- _ASSIGNED TASK_: Go from the first line below to the one with "key and secret." and print each line exactly.

- _DATA SECTION_:
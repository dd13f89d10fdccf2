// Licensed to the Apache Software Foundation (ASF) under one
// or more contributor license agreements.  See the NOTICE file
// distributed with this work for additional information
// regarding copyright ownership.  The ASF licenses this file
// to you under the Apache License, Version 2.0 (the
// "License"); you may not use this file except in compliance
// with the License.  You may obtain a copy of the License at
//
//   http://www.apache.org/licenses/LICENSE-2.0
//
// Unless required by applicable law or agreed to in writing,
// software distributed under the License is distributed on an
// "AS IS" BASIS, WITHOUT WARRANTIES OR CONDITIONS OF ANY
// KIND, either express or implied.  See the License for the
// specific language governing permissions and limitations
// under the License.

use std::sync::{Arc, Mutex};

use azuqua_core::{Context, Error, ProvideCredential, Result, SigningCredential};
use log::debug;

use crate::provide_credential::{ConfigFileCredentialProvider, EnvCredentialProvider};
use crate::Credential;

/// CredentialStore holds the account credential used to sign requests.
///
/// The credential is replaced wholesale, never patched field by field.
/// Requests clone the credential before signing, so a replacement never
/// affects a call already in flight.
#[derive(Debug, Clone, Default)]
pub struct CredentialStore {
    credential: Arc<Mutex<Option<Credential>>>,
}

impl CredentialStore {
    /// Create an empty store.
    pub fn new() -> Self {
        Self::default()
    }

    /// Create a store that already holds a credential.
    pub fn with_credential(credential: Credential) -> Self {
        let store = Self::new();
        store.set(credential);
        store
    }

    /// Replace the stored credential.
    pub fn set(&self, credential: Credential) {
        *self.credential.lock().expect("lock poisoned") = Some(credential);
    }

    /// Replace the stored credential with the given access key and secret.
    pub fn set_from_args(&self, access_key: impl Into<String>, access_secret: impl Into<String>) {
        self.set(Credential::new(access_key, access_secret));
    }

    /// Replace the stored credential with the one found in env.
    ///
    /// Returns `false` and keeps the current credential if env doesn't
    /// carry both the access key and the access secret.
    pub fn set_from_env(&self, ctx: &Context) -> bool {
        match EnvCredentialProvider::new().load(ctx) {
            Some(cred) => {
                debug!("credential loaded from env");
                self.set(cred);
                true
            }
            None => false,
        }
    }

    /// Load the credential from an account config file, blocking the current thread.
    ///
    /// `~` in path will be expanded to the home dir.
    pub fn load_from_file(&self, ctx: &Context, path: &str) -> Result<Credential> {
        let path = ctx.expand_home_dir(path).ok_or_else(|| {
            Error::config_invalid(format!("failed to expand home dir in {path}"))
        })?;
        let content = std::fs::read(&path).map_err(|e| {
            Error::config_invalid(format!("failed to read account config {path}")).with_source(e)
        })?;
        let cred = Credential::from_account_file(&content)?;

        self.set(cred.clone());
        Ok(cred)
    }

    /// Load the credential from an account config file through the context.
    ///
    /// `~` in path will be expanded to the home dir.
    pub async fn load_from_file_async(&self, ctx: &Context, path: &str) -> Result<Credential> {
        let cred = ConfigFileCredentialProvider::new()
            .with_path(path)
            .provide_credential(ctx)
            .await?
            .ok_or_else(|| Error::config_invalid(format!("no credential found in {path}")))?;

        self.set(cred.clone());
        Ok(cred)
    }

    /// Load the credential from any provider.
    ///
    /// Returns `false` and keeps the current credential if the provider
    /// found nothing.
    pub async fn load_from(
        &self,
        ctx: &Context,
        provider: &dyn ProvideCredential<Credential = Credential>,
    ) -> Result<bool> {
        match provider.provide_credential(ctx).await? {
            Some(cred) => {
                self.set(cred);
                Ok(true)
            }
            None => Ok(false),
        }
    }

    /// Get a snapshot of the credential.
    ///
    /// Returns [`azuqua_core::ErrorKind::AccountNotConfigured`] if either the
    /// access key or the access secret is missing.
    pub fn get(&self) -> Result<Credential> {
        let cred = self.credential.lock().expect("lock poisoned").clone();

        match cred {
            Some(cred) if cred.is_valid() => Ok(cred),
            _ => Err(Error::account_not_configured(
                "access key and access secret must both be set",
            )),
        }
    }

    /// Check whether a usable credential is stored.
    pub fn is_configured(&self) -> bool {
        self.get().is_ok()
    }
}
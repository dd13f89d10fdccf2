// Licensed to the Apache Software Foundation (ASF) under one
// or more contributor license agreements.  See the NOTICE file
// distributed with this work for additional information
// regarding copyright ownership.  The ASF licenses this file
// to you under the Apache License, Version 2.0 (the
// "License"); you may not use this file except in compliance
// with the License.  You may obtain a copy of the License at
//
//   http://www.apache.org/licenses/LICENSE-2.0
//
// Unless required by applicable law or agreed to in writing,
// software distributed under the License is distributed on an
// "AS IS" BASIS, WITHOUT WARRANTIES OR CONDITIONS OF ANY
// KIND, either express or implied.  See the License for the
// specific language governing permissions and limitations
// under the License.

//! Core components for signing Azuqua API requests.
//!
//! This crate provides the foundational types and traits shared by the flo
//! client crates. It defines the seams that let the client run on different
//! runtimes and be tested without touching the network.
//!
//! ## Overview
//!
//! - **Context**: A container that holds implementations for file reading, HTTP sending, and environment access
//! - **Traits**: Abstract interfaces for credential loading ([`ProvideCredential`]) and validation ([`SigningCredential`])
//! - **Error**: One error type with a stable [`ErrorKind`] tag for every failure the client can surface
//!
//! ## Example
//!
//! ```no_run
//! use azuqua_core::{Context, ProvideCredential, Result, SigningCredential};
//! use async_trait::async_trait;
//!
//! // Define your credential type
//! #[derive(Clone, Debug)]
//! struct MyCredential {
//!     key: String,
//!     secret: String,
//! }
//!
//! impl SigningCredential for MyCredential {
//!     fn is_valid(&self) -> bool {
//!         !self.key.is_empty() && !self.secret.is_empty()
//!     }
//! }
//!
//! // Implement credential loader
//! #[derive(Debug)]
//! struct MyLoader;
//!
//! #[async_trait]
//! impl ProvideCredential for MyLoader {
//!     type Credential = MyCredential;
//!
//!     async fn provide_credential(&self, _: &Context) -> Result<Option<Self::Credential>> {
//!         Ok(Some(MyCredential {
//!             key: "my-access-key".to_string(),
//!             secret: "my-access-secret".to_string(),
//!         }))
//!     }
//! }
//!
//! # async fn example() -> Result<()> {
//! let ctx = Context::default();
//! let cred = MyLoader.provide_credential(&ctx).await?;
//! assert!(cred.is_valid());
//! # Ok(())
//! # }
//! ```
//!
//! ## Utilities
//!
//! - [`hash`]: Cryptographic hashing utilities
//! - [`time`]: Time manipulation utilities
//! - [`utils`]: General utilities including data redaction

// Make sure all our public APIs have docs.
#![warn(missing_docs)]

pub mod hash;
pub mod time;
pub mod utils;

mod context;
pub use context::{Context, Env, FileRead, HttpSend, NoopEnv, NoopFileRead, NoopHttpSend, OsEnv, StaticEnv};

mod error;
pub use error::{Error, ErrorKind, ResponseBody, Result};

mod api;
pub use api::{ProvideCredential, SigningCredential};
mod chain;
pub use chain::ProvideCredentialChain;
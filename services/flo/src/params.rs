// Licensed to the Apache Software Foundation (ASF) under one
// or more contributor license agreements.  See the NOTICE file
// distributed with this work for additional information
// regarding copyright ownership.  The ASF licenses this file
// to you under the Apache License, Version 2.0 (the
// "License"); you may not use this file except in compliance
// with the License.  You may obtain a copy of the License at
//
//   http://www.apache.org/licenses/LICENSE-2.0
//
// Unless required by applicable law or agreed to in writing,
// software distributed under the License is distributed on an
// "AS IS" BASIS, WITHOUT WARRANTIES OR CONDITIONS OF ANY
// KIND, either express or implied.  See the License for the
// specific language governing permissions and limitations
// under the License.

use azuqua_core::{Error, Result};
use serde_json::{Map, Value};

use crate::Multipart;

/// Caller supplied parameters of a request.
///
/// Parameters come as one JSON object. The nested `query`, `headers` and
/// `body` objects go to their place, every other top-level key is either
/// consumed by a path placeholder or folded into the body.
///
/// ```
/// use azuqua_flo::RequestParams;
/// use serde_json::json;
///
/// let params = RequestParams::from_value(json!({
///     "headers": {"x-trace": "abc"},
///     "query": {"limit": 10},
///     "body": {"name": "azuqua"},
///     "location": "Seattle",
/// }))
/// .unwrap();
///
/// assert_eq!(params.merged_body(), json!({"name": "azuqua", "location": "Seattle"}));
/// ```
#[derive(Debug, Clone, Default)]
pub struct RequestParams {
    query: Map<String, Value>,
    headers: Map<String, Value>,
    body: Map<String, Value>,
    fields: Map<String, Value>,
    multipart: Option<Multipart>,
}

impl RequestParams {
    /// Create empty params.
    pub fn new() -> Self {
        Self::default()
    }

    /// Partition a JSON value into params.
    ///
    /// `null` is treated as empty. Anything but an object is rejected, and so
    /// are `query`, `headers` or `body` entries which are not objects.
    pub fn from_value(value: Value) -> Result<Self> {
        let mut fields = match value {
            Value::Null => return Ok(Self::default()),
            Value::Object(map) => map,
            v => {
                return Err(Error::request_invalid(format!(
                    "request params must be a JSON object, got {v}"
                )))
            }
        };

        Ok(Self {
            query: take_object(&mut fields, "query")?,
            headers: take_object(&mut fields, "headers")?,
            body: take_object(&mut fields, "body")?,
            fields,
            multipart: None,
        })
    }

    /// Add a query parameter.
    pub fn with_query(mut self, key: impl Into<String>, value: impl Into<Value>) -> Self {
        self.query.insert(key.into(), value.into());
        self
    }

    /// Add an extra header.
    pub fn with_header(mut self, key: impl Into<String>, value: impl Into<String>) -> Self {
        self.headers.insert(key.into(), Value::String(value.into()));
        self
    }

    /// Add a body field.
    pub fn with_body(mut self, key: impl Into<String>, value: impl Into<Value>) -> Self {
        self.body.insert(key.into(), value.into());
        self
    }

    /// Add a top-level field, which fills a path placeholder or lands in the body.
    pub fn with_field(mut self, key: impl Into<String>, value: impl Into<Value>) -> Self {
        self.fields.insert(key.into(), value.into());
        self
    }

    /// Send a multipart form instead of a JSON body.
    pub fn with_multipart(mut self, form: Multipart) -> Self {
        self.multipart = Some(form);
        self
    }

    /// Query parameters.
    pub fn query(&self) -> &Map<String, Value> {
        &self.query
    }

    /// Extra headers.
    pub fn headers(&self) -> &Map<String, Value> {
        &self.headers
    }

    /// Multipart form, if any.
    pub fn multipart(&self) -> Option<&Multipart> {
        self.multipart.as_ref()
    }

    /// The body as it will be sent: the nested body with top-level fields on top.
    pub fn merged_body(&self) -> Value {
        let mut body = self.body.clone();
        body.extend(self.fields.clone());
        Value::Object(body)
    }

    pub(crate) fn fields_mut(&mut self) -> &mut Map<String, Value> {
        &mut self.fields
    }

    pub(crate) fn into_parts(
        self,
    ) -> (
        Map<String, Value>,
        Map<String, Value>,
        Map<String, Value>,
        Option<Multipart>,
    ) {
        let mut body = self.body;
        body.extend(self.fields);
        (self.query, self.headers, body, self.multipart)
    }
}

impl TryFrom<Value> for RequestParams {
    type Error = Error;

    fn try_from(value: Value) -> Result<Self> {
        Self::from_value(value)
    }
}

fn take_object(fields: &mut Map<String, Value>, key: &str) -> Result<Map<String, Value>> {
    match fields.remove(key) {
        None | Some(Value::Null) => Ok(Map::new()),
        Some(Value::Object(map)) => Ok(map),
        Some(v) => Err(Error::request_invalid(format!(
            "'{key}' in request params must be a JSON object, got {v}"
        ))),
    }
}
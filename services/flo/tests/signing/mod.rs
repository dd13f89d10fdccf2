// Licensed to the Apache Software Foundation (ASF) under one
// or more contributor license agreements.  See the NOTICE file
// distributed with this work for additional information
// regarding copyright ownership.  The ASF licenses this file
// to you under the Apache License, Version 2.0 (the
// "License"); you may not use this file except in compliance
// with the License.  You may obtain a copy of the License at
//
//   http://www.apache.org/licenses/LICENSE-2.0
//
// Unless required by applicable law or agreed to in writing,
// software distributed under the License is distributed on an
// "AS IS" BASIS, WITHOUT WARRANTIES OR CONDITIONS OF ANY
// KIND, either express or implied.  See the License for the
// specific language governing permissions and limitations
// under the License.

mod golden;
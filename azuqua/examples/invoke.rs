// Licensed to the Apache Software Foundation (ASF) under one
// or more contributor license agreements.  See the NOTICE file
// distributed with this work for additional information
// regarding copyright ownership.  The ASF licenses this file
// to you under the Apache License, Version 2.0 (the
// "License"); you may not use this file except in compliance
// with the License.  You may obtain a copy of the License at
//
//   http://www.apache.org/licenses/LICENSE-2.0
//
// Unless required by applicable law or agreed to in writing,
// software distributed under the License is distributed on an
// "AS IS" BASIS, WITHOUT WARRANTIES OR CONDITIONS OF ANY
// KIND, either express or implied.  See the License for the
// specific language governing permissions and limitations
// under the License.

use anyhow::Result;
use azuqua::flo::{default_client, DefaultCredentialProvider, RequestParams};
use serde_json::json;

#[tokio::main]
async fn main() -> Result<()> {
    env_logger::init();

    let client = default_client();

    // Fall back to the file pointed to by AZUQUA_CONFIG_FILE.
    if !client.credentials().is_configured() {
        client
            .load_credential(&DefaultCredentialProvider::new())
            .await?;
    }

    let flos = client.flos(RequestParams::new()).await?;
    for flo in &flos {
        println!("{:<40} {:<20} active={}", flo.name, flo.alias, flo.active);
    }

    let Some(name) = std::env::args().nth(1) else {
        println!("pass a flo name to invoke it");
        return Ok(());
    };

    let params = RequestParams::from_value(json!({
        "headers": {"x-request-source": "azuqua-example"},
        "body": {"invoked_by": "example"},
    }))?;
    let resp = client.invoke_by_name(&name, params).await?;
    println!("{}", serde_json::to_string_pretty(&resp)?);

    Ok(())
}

- _ANSWER BELOW_:
repository dd13f89d10fdccf2
// Licensed to the Apache Software Foundation (ASF) under one
// or more contributor license agreements.  See the NOTICE file
// distributed with this work for additional information
// regarding copyright ownership.  The ASF licenses this file
// to you under the Apache License, Version 2.0 (the
// "License"); you may not use this file except in compliance
// with the License.  You may obtain a copy of the License at
//
//   http://www.apache.org/licenses/LICENSE-2.0
//
// Unless required by applicable law or agreed to in writing,
// software distributed under the License is distributed on an
// "AS IS" BASIS, WITHOUT WARRANTIES OR CONDITIONS OF ANY
// KIND, either express or implied.  See the License for the
// specific language governing permissions and limitations
// under the License.

use std::sync::{Arc, Mutex};

use azuqua_core::{Context, Error, ProvideCredential, Result, SigningCredential};
use log::debug;

use crate::provide_credential::{ConfigFileCredentialProvider, EnvCredentialProvider};
use crate::Credential;

/// CredentialStore holds the account credential used to sign requests.
///
/// The credential is replaced wholesale, never patched field by field.
/// Requests clone the credential before signing, so a replacement never
/// affects a call already in flight.
#[derive(Debug, Clone, Default)]
pub struct CredentialStore {
    credential: Arc<Mutex<Option<Credential>>>,
}

impl CredentialStore {
    /// Create an empty store.
    pub fn new() -> Self {
        Self::default()
    }

    /// Create a store that already holds a credential.
    pub fn with_credential(credential: Credential) -> Self {
        let store = Self::new();
        store.set(credential);
        store
    }

    /// Replace the stored credential.
    pub fn set(&self, credential: Credential) {
        *self.credential.lock().expect("lock poisoned") = Some(credential);
    }

    /// Replace the stored credential with the given access key and secret.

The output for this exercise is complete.